== Your instructions ==
Tally the lines below containing "Pending" and report only the total.
── Source information
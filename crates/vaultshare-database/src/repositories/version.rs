//! File version repository implementation.

use chrono::Utc;
use sqlx::SqlitePool;

use vaultshare_core::error::{AppError, ErrorKind};
use vaultshare_core::result::AppResult;
use vaultshare_core::types::id::{FileId, FileVersionId};
use vaultshare_entity::file::version::{CreateVersion, FileVersion};

/// Repository for immutable file versions.
#[derive(Debug, Clone)]
pub struct VersionRepository {
    pool: SqlitePool,
}

impl VersionRepository {
    /// Create a new version repository.
    pub fn new(pool: SqlitePool) -> Self {
        Self { pool }
    }

    /// Allocate the next version number and insert the version in one
    /// transaction. Numbers come from `files.current_version`, so they are
    /// never reused.
    pub async fn create(&self, data: &CreateVersion) -> AppResult<FileVersion> {
        let mut tx = self
            .pool
            .begin()
            .await
            .map_err(|e| AppError::with_source(ErrorKind::Database, "Failed to begin", e))?;

        let number: i32 = sqlx::query_scalar(
            "UPDATE files SET current_version = current_version + 1 WHERE id = ? \
             RETURNING current_version",
        )
        .bind(data.file_id)
        .fetch_optional(&mut *tx)
        .await
        .map_err(|e| {
            AppError::with_source(ErrorKind::Database, "Failed to allocate version number", e)
        })?
        .ok_or_else(|| {
            AppError::not_found(format!("File {} not found", data.file_id)).for_file(data.file_id)
        })?;

        let version = sqlx::query_as::<_, FileVersion>(
            "INSERT INTO file_versions (id, file_id, version_number, storage_path, \
             encryption_key, iv, checksum_sha256, size_bytes, created_by, created_at, \
             comment, metadata) \
             VALUES (?, ?, ?, ?, ?, ?, ?, ?, ?, ?, ?, ?) RETURNING *",
        )
        .bind(FileVersionId::new())
        .bind(data.file_id)
        .bind(number)
        .bind(&data.storage_path)
        .bind(&data.encryption_key)
        .bind(&data.iv)
        .bind(&data.checksum_sha256)
        .bind(data.size_bytes)
        .bind(data.created_by)
        .bind(Utc::now())
        .bind(&data.comment)
        .bind(&data.metadata)
        .fetch_one(&mut *tx)
        .await
        .map_err(|e| AppError::with_source(ErrorKind::Database, "Failed to create version", e))?;

        tx.commit()
            .await
            .map_err(|e| AppError::with_source(ErrorKind::Database, "Failed to commit", e))?;
        Ok(version)
    }

    /// All versions of a file, oldest first.
    pub async fn find_by_file(&self, file_id: FileId) -> AppResult<Vec<FileVersion>> {
        sqlx::query_as::<_, FileVersion>(
            "SELECT * FROM file_versions WHERE file_id = ? ORDER BY version_number ASC",
        )
        .bind(file_id)
        .fetch_all(&self.pool)
        .await
        .map_err(|e| AppError::with_source(ErrorKind::Database, "Failed to list versions", e))
    }

    /// A version by number.
    pub async fn find_by_number(
        &self,
        file_id: FileId,
        version_number: i32,
    ) -> AppResult<Option<FileVersion>> {
        sqlx::query_as::<_, FileVersion>(
            "SELECT * FROM file_versions WHERE file_id = ? AND version_number = ?",
        )
        .bind(file_id)
        .bind(version_number)
        .fetch_optional(&self.pool)
        .await
        .map_err(|e| AppError::with_source(ErrorKind::Database, "Failed to find version", e))
    }
}
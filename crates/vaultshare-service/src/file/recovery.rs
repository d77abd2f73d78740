//! Recovery of uploads abandoned in `PROCESSING`.
//!
//! A process that dies between entering `PROCESSING` and finishing leaves the
//! record there with nothing left to move it on. The next access to such a
//! file fails it and clears what it left behind.

use std::sync::Arc;

use chrono::{TimeDelta, Utc};
use tracing::warn;

use vaultshare_core::error::AppError;
use vaultshare_core::result::AppResult;
use vaultshare_core::traits::storage::StorageProvider;
use vaultshare_database::repositories::FileRepository;
use vaultshare_entity::file::{File, FileStatus};
use vaultshare_storage::ChunkStore;

/// Fails files that have been `PROCESSING` for longer than a timeout.
#[derive(Debug, Clone)]
pub struct StaleProcessing {
    /// File repository.
    files: FileRepository,
    /// Staged chunks to purge.
    chunks: ChunkStore,
    /// Blob storage holding any partial artifact.
    provider: Arc<dyn StorageProvider>,
    /// How long `PROCESSING` may last.
    timeout: TimeDelta,
}

impl StaleProcessing {
    /// Creates a new recovery check.
    pub fn new(
        files: FileRepository,
        chunks: ChunkStore,
        provider: Arc<dyn StorageProvider>,
        timeout_secs: u64,
    ) -> Self {
        let timeout = i64::try_from(timeout_secs)
            .ok()
            .and_then(TimeDelta::try_seconds)
            .unwrap_or(TimeDelta::MAX);
        Self {
            files,
            chunks,
            provider,
            timeout,
        }
    }

    /// Returns `file` as is unless it is a stale `PROCESSING` record. A stale
    /// record is moved to `FAILED`, its artifact and staged chunks are
    /// removed, and the reloaded record is returned.
    pub async fn check(&self, file: File) -> AppResult<File> {
        if file.status != FileStatus::Processing || Utc::now() - file.updated_at < self.timeout {
            return Ok(file);
        }

        if self
            .files
            .transition_status(file.id, FileStatus::Processing, FileStatus::Failed)
            .await?
        {
            if let Err(e) = self.provider.delete(&file.storage_path).await {
                warn!(file_id = %file.id, error = %e, "Failed to remove abandoned artifact");
            }
            if let Err(e) = self.chunks.purge(file.id).await {
                warn!(file_id = %file.id, error = %e, "Failed to purge abandoned chunks");
            }
            warn!(
                file_id = %file.id,
                processing_since = %file.updated_at,
                "Abandoned upload marked FAILED"
            );
        }

        self.files
            .find_by_id(file.id)
            .await?
            .ok_or_else(|| AppError::not_found(format!("File {} not found", file.id)).for_file(file.id))
    }
}
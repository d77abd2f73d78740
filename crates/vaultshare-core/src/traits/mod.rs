//! Core traits defined in `vaultshare-core` and implemented by other crates.

pub mod storage;

pub use storage::{ByteStream, StorageProvider};
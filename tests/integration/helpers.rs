//! Shared test helpers for integration tests.

#![allow(dead_code)]

use std::path::PathBuf;
use std::sync::Arc;
use std::sync::atomic::{AtomicBool, Ordering};

use async_trait::async_trait;
use bytes::Bytes;
use tempfile::TempDir;

use vaultshare_core::config::AppConfig;
use vaultshare_core::error::AppError;
use vaultshare_core::result::AppResult;
use vaultshare_core::traits::storage::{ByteStream, StorageProvider};
use vaultshare_core::types::id::UserId;
use vaultshare_database::DatabasePool;
use vaultshare_database::migration::run_migrations;
use vaultshare_entity::file::{File, FileMetadata};
use vaultshare_service::{InitializeUpload, RequestContext, Services};
use vaultshare_storage::LocalStorageProvider;

/// Test application context
pub struct TestApp {
    /// Full service graph
    pub services: Services,
    /// Database handle for direct checks
    pub db: DatabasePool,
    /// Configuration the services were built with
    pub config: AppConfig,
    /// Storage root; dropped with the app
    pub dir: TempDir,
    /// Other temp dirs that must outlive the app (database files)
    pub extra_dirs: Vec<TempDir>,
}

impl TestApp {
    /// Create a new test application with default settings
    pub async fn new() -> Self {
        Self::with_config(|_| {}).await
    }

    /// Create a new test application after adjusting the configuration
    pub async fn with_config(adjust: impl FnOnce(&mut AppConfig)) -> Self {
        Self::build(adjust, |provider| provider).await
    }

    /// Create a test application over a SQLite file with a multi-connection
    /// pool, so concurrent calls really run in parallel
    pub async fn file_backed() -> Self {
        let dir = tempfile::tempdir().expect("Failed to create temp dir");
        let url = format!("sqlite://{}", dir.path().join("meta.db").display());
        let mut app = Self::build(
            |c| {
                c.database.url = url;
                c.database.max_connections = 4;
            },
            |provider| provider,
        )
        .await;
        app.extra_dirs.push(dir);
        app
    }

    /// Create a test application whose storage is wrapped by `wrap`
    pub async fn with_storage(
        wrap: impl FnOnce(Arc<dyn StorageProvider>) -> Arc<dyn StorageProvider>,
    ) -> Self {
        Self::build(|_| {}, wrap).await
    }

    async fn build(
        adjust: impl FnOnce(&mut AppConfig),
        wrap: impl FnOnce(Arc<dyn StorageProvider>) -> Arc<dyn StorageProvider>,
    ) -> Self {
        let dir = tempfile::tempdir().expect("Failed to create temp dir");

        let mut config = AppConfig::default();
        config.database.url = "sqlite::memory:".to_string();
        config.storage.root_path = dir.path().join("storage").to_string_lossy().into_owned();
        adjust(&mut config);

        let db = DatabasePool::connect(&config.database)
            .await
            .expect("Failed to connect to test database");
        run_migrations(db.pool())
            .await
            .expect("Failed to run migrations");

        let provider = LocalStorageProvider::new(&config.storage.root_path)
            .await
            .expect("Failed to init storage");
        let services = Services::new(&db, wrap(Arc::new(provider)), &config);

        Self {
            services,
            db,
            config,
            dir,
            extra_dirs: Vec::new(),
        }
    }

    /// Context for a fresh user
    pub fn user(&self) -> RequestContext {
        RequestContext::new(UserId::new())
    }

    /// Initialize an upload with no metadata
    pub async fn initialize(
        &self,
        ctx: &RequestContext,
        name: &str,
        mime_type: &str,
        size: u64,
    ) -> File {
        self.services
            .upload
            .initialize(
                ctx,
                InitializeUpload {
                    name: name.to_string(),
                    mime_type: mime_type.to_string(),
                    size_bytes: size,
                    metadata: FileMetadata::default(),
                },
            )
            .await
            .expect("Failed to initialize upload")
    }

    /// Run a whole upload: initialize, one chunk per slice, complete
    pub async fn upload(&self, ctx: &RequestContext, name: &str, chunks: &[&[u8]]) -> File {
        let total: usize = chunks.iter().map(|c| c.len()).sum();
        let file = self.initialize(ctx, name, "text/plain", total as u64).await;
        for (n, chunk) in chunks.iter().enumerate() {
            self.services
                .upload
                .upload_chunk(ctx, file.id, n as i32, Bytes::copy_from_slice(chunk))
                .await
                .expect("Failed to upload chunk");
        }
        self.services
            .upload
            .complete(ctx, file.id)
            .await
            .expect("Failed to complete upload")
    }

    /// Absolute path of a stored object
    pub fn blob_path(&self, storage_path: &str) -> PathBuf {
        PathBuf::from(&self.config.storage.root_path).join(storage_path)
    }

    /// Staged chunk files still on disk for a file
    pub fn staged_chunk_files(&self, file: &File) -> usize {
        let dir = PathBuf::from(&self.config.storage.root_path)
            .join(&self.config.storage.chunk_dir)
            .join(file.id.to_string());
        std::fs::read_dir(dir).map(|d| d.count()).unwrap_or(0)
    }
}

/// Storage wrapper whose `delete_dir` can be switched to fail, for breaking
/// the chunk purge that runs after the artifact is written
#[derive(Debug)]
pub struct FailingPurge {
    inner: Arc<dyn StorageProvider>,
    /// When set, `delete_dir` fails
    pub fail: AtomicBool,
}

impl FailingPurge {
    /// Wrap `inner`, failing purges from the start
    pub fn new(inner: Arc<dyn StorageProvider>) -> Self {
        Self {
            inner,
            fail: AtomicBool::new(true),
        }
    }
}

#[async_trait]
impl StorageProvider for FailingPurge {
    fn provider_type(&self) -> &str {
        "failing-purge"
    }

    async fn health_check(&self) -> AppResult<bool> {
        self.inner.health_check().await
    }

    async fn read(&self, path: &str) -> AppResult<ByteStream> {
        self.inner.read(path).await
    }

    async fn read_bytes(&self, path: &str) -> AppResult<Bytes> {
        self.inner.read_bytes(path).await
    }

    async fn write(&self, path: &str, data: Bytes) -> AppResult<()> {
        self.inner.write(path, data).await
    }

    async fn delete(&self, path: &str) -> AppResult<()> {
        self.inner.delete(path).await
    }

    async fn delete_dir(&self, path: &str) -> AppResult<()> {
        if self.fail.load(Ordering::SeqCst) {
            return Err(AppError::storage(format!("Refusing to delete {path}")));
        }
        self.inner.delete_dir(path).await
    }

    async fn exists(&self, path: &str) -> AppResult<bool> {
        self.inner.exists(path).await
    }
}
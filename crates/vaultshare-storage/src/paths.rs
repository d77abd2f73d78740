//! Storage key layout.

use chrono::{DateTime, Utc};
use uuid::Uuid;

use vaultshare_core::types::id::{ChunkId, FileId, UserId};

/// Longest extension carried over from a display name into a blob key.
const MAX_EXTENSION_LEN: usize = 16;

/// Canonical key for a new encrypted artifact:
/// `files/{owner}/{YYYYmmdd_HHMMSS}_{uuid}.{ext}`.
///
/// The display name only contributes its extension, so the key length does
/// not depend on how long the name is.
pub fn blob_path(owner_id: UserId, name: &str, now: DateTime<Utc>) -> String {
    let stem = format!(
        "files/{owner_id}/{}_{}",
        now.format("%Y%m%d_%H%M%S"),
        Uuid::new_v4()
    );
    match extension(name) {
        Some(ext) => format!("{stem}.{ext}"),
        None => stem,
    }
}

/// Lowercase extension of `name` when it is short and ASCII alphanumeric.
fn extension(name: &str) -> Option<String> {
    let (base, ext) = name.rsplit_once('.')?;
    if base.is_empty()
        || ext.is_empty()
        || ext.len() > MAX_EXTENSION_LEN
        || !ext.chars().all(|c| c.is_ascii_alphanumeric())
    {
        return None;
    }
    Some(ext.to_ascii_lowercase())
}

/// Staging directory holding every chunk of one file.
pub fn chunk_dir(prefix: &str, file_id: FileId) -> String {
    format!("{}/{file_id}", prefix.trim_end_matches('/'))
}

/// Staging key for one chunk. The chunk id keeps concurrent writers of the
/// same number from sharing a path.
pub fn chunk_path(prefix: &str, file_id: FileId, chunk_number: i32, chunk_id: ChunkId) -> String {
    format!("{}/{chunk_number:06}-{chunk_id}", chunk_dir(prefix, file_id))
}
//! Version history command.

use clap::Args;

use vaultshare_core::config::AppConfig;
use vaultshare_core::error::AppError;
use vaultshare_core::types::id::FileId;

use super::OwnerArg;
use crate::output::{self, OutputFormat};

/// Arguments for the versions command
#[derive(Debug, Args)]
pub struct VersionsArgs {
    /// File whose history to show
    pub file_id: FileId,

    #[command(flatten)]
    pub owner: OwnerArg,

    /// Snapshot the current content first, with this comment
    #[arg(long)]
    pub snapshot: Option<String>,
}

/// Execute the versions command
pub async fn execute(
    args: &VersionsArgs,
    config: &AppConfig,
    format: OutputFormat,
) -> Result<(), AppError> {
    let services = super::build_services(config).await?;
    let ctx = args.owner.context();

    if let Some(comment) = &args.snapshot {
        let version = services
            .versions
            .create_version(&ctx, args.file_id, comment)
            .await?;
        if format == OutputFormat::Table {
            output::print_success(&format!("Created version {}", version.version_number));
        }
    }

    let versions = services.versions.list_versions(&ctx, args.file_id).await?;
    output::print_versions(&versions, format);
    Ok(())
}
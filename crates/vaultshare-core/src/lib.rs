//! # vaultshare-core
//!
//! Core crate for VaultShare. Contains the unified error system,
//! configuration schemas, typed identifiers, and the storage provider
//! trait implemented by `vaultshare-storage`.
//!
//! This crate has **no** internal dependencies on other VaultShare crates.

pub mod config;
pub mod error;
pub mod result;
pub mod traits;
pub mod types;

pub use error::{AppError, ErrorDetail, ErrorKind};
pub use result::AppResult;
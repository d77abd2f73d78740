//! File lifecycle status.

use serde::{Deserialize, Serialize};
use std::fmt;

/// Upload lifecycle of a file record.
///
/// `Pending -> Uploading -> Processing -> Completed | Failed`. The two
/// terminal states never transition again.
#[derive(Debug, Clone, Copy, PartialEq, Eq, Hash, Serialize, Deserialize, sqlx::Type)]
#[sqlx(rename_all = "UPPERCASE")]
#[serde(rename_all = "UPPERCASE")]
pub enum FileStatus {
    /// Record created, no bytes yet.
    Pending,
    /// Accepting chunks.
    Uploading,
    /// Assembly and encryption in flight.
    Processing,
    /// Encrypted artifact persisted and readable.
    Completed,
    /// Processing failed; the record is not readable.
    Failed,
}

impl FileStatus {
    /// Whether moving from `self` to `next` is a legal transition.
    pub fn can_transition_to(&self, next: FileStatus) -> bool {
        matches!(
            (self, next),
            (Self::Pending, Self::Uploading)
                | (Self::Uploading, Self::Processing)
                | (Self::Processing, Self::Uploading)
                | (Self::Processing, Self::Completed)
                | (Self::Processing, Self::Failed)
        )
    }

    /// Return the status as stored in the database.
    pub fn as_str(&self) -> &'static str {
        match self {
            Self::Pending => "PENDING",
            Self::Uploading => "UPLOADING",
            Self::Processing => "PROCESSING",
            Self::Completed => "COMPLETED",
            Self::Failed => "FAILED",
        }
    }
}

impl fmt::Display for FileStatus {
    fn fmt(&self, f: &mut fmt::Formatter<'_>) -> fmt::Result {
        write!(f, "{}", self.as_str())
    }
}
────
== The completed task ==
4